* Task prompt *
Beginning at the top of the material, repeat each line exactly, and stop once the line with "#[derive(Debug, Clone, PartialEq, Eq, Serialize, Deserialize)]" has been written.

* Working data *
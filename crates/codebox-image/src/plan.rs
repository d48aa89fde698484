//! Ordered provisioning plans.

use codebox_core::path_validation::is_within;
use codebox_core::recipe::{BaseImageRef, Recipe};
use serde::{Deserialize, Serialize};

use crate::error::ProvisionError;
use crate::step::Step;

/// Transaction log of steps, applied in order.
#[derive(Debug, Clone, PartialEq, Eq, Serialize, Deserialize)]
#[serde(transparent)]
pub struct Plan {
    steps: Vec<Step>,
}

impl Plan {
    /// Lower a validated recipe into its ten-phase plan. The archive is
    /// downloaded into `/`, the working directory of a fresh image.
    pub fn from_recipe(recipe: &Recipe) -> Self {
        let tc = &recipe.toolchain;
        let archive = format!("/{}", tc.archive_file_name());
        let mut steps = vec![Step::SelectBase {
            base: recipe.base.clone(),
        }];
        if !recipe.packages.is_empty() {
            steps.push(Step::InstallPackages {
                packages: recipe.packages.clone(),
            });
        }
        steps.extend([
            Step::FetchArchive {
                url: tc.url.clone(),
                dest: archive.clone(),
                sha256: tc.sha256.clone(),
            },
            Step::ExtractArchive {
                archive: archive.clone(),
                destination: tc.install_root.clone(),
                expect: Some(tc.install_path.clone()),
            },
            Step::RemoveArchive { path: archive },
            Step::AppendPath { dir: tc.bin_path() },
            Step::CreateUser {
                name: recipe.user.name.clone(),
                home: recipe.user.home(),
                shell: recipe.user.shell.clone(),
            },
            Step::SetIdentity {
                user: recipe.user.name.clone(),
            },
            Step::SetWorkdir {
                path: recipe.workdir.clone(),
            },
            Step::SetCommand {
                argv: recipe.command.clone(),
            },
        ]);
        Self { steps }
    }

    /// Plan from an explicit step list. Nothing is checked until
    /// [`Plan::check_ordering`] or execution.
    pub fn from_steps(steps: Vec<Step>) -> Self {
        Self { steps }
    }

    pub fn steps(&self) -> &[Step] {
        &self.steps
    }

    pub fn len(&self) -> usize {
        self.steps.len()
    }

    pub fn is_empty(&self) -> bool {
        self.steps.is_empty()
    }

    /// Base image named by the leading `select-base` step.
    pub fn base(&self) -> Option<&BaseImageRef> {
        match self.steps.first() {
            Some(Step::SelectBase { base }) => Some(base),
            _ => None,
        }
    }

    /// Static ordering policy. Step indices in errors are 1-based.
    ///
    /// - `select-base` comes first and only once.
    /// - Privileged steps precede the identity switch, which happens exactly
    ///   once and targets a user created earlier in the plan.
    /// - An archive is fetched before it is extracted, and not removed in between.
    /// - A PATH entry inside an extraction target follows that extraction.
    pub fn check_ordering(&self) -> Result<(), ProvisionError> {
        let violation = |i: usize, step: &Step, reason: String| ProvisionError::OrderingViolation {
            index: i + 1,
            step: step.name().to_string(),
            reason,
        };

        let mut switched: Option<usize> = None;
        let mut created: Vec<&str> = Vec::new();
        let mut fetched: Vec<&str> = Vec::new();

        for (i, step) in self.steps.iter().enumerate() {
            match step {
                Step::SelectBase { .. } if i > 0 => {
                    return Err(violation(i, step, "base image must be selected first".to_string()))
                }
                _ if i == 0 && !matches!(step, Step::SelectBase { .. }) => {
                    return Err(violation(i, step, "plan must start by selecting a base image".to_string()))
                }
                _ => {}
            }

            if let Some(at) = switched {
                if step.requires_privilege() {
                    let reason = match step {
                        Step::SetIdentity { .. } => {
                            format!("identity was already switched at step {}", at + 1)
                        }
                        _ => format!("privileged step after the identity switch at step {}", at + 1),
                    };
                    return Err(violation(i, step, reason));
                }
            }

            match step {
                Step::FetchArchive { dest, .. } => fetched.push(dest),
                Step::ExtractArchive { archive, .. } => {
                    if !fetched.contains(&archive.as_str()) {
                        return Err(violation(i, step, format!("{} has not been fetched", archive)));
                    }
                }
                Step::RemoveArchive { path } => fetched.retain(|p| p != path),
                Step::AppendPath { dir } => {
                    if let Some(j) = self.later_extraction_covering(i, dir) {
                        return Err(violation(
                            i,
                            step,
                            format!("{} is produced by the extraction at step {}", dir, j + 1),
                        ));
                    }
                }
                Step::CreateUser { name, .. } => created.push(name),
                Step::SetIdentity { user } => {
                    if !created.contains(&user.as_str()) {
                        return Err(violation(
                            i,
                            step,
                            format!("user '{}' is not created earlier in the plan", user),
                        ));
                    }
                    switched = Some(i);
                }
                _ => {}
            }
        }

        if switched.is_none() {
            return Err(ProvisionError::OrderingViolation {
                index: self.steps.len() + 1,
                step: "set-identity".to_string(),
                reason: "plan never switches to an unprivileged identity".to_string(),
            });
        }
        Ok(())
    }

    fn later_extraction_covering(&self, after: usize, dir: &str) -> Option<usize> {
        self.steps
            .iter()
            .enumerate()
            .skip(after + 1)
            .find_map(|(j, s)| match s {
                Step::ExtractArchive {
                    destination,
                    expect,
                    ..
                } => {
                    let root = expect.as_deref().unwrap_or(destination);
                    (root != "/" && is_within(dir, root)).then_some(j)
                }
                _ => None,
            })
    }
}

#[cfg(test)]
mod tests {
    use super::*;

    fn go_plan() -> Plan {
        Plan::from_recipe(&Recipe::builtin_go().validate().unwrap())
    }

    fn violation_of(err: ProvisionError) -> (usize, String, String) {
        match err {
            ProvisionError::OrderingViolation { index, step, reason } => (index, step, reason),
            other => panic!("unexpected error: {other}"),
        }
    }

    #[test]
    fn test_go_recipe_lowering() {
        let plan = go_plan();
        let names: Vec<&str> = plan.steps().iter().map(Step::name).collect();
        assert_eq!(
            names,
            vec![
                "select-base",
                "install-packages",
                "fetch-archive",
                "extract-archive",
                "remove-archive",
                "append-path",
                "create-user",
                "set-identity",
                "set-workdir",
                "set-command",
            ]
        );
        assert_eq!(
            plan.steps()[2],
            Step::FetchArchive {
                url: "https://golang.org/dl/go1.18.10.linux-amd64.tar.gz".to_string(),
                dest: "/go1.18.10.linux-amd64.tar.gz".to_string(),
                sha256: None,
            }
        );
        assert_eq!(
            plan.steps()[5],
            Step::AppendPath {
                dir: "/usr/local/go/bin".to_string()
            }
        );
        assert_eq!(plan.base().map(ToString::to_string).as_deref(), Some("ubuntu:20.04"));
        plan.check_ordering().unwrap();
    }

    #[test]
    fn test_path_before_extraction() {
        let mut steps = go_plan().steps().to_vec();
        let append = steps.remove(5);
        steps.insert(2, append);
        let (index, step, reason) = violation_of(Plan::from_steps(steps).check_ordering().unwrap_err());
        assert_eq!((index, step.as_str()), (3, "append-path"));
        assert!(reason.contains("produced by the extraction at step 5"));
    }

    #[test]
    fn test_privileged_after_switch() {
        let mut steps = go_plan().steps().to_vec();
        let install = steps.remove(1);
        steps.push(install);
        let (index, step, _) = violation_of(Plan::from_steps(steps).check_ordering().unwrap_err());
        assert_eq!((index, step.as_str()), (10, "install-packages"));
    }

    #[test]
    fn test_extract_after_remove() {
        let mut steps = go_plan().steps().to_vec();
        steps.swap(3, 4);
        let (_, step, reason) = violation_of(Plan::from_steps(steps).check_ordering().unwrap_err());
        assert_eq!(step, "extract-archive");
        assert!(reason.contains("has not been fetched"));
    }

    #[test]
    fn test_base_must_be_first() {
        let mut steps = go_plan().steps().to_vec();
        steps.swap(0, 1);
        let (index, _, _) = violation_of(Plan::from_steps(steps).check_ordering().unwrap_err());
        assert_eq!(index, 1);
    }

    #[test]
    fn test_missing_identity_switch() {
        let steps: Vec<Step> = go_plan()
            .steps()
            .iter()
            .filter(|s| !matches!(s, Step::SetIdentity { .. }))
            .cloned()
            .collect();
        let (index, step, _) = violation_of(Plan::from_steps(steps).check_ordering().unwrap_err());
        assert_eq!((index, step.as_str()), (10, "set-identity"));
    }

    #[test]
    fn test_switch_to_user_not_created() {
        let mut steps = go_plan().steps().to_vec();
        steps[7] = Step::SetIdentity {
            user: "nobody".to_string(),
        };
        let (_, _, reason) = violation_of(Plan::from_steps(steps).check_ordering().unwrap_err());
        assert!(reason.contains("'nobody' is not created"));
    }

    #[test]
    fn test_plan_json_is_step_list() {
        let json = serde_json::to_value(go_plan()).unwrap();
        assert_eq!(json.as_array().unwrap().len(), 10);
        assert_eq!(json[0]["op"], "select-base");
        assert_eq!(json[0]["base"], "ubuntu:20.04");
    }
}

* Answer for this exercise *
filename crates/codebox-image/src/plan.rs
repository d48aa89fde698484
//! Ordered provisioning plans.

use codebox_core::path_validation::is_within;
use codebox_core::recipe::{BaseImageRef, Recipe};
use serde::{Deserialize, Serialize};

use crate::error::ProvisionError;
use crate::step::Step;

/// Transaction log of steps, applied in order.
#[derive(Debug, Clone, PartialEq, Eq, Serialize, Deserialize)]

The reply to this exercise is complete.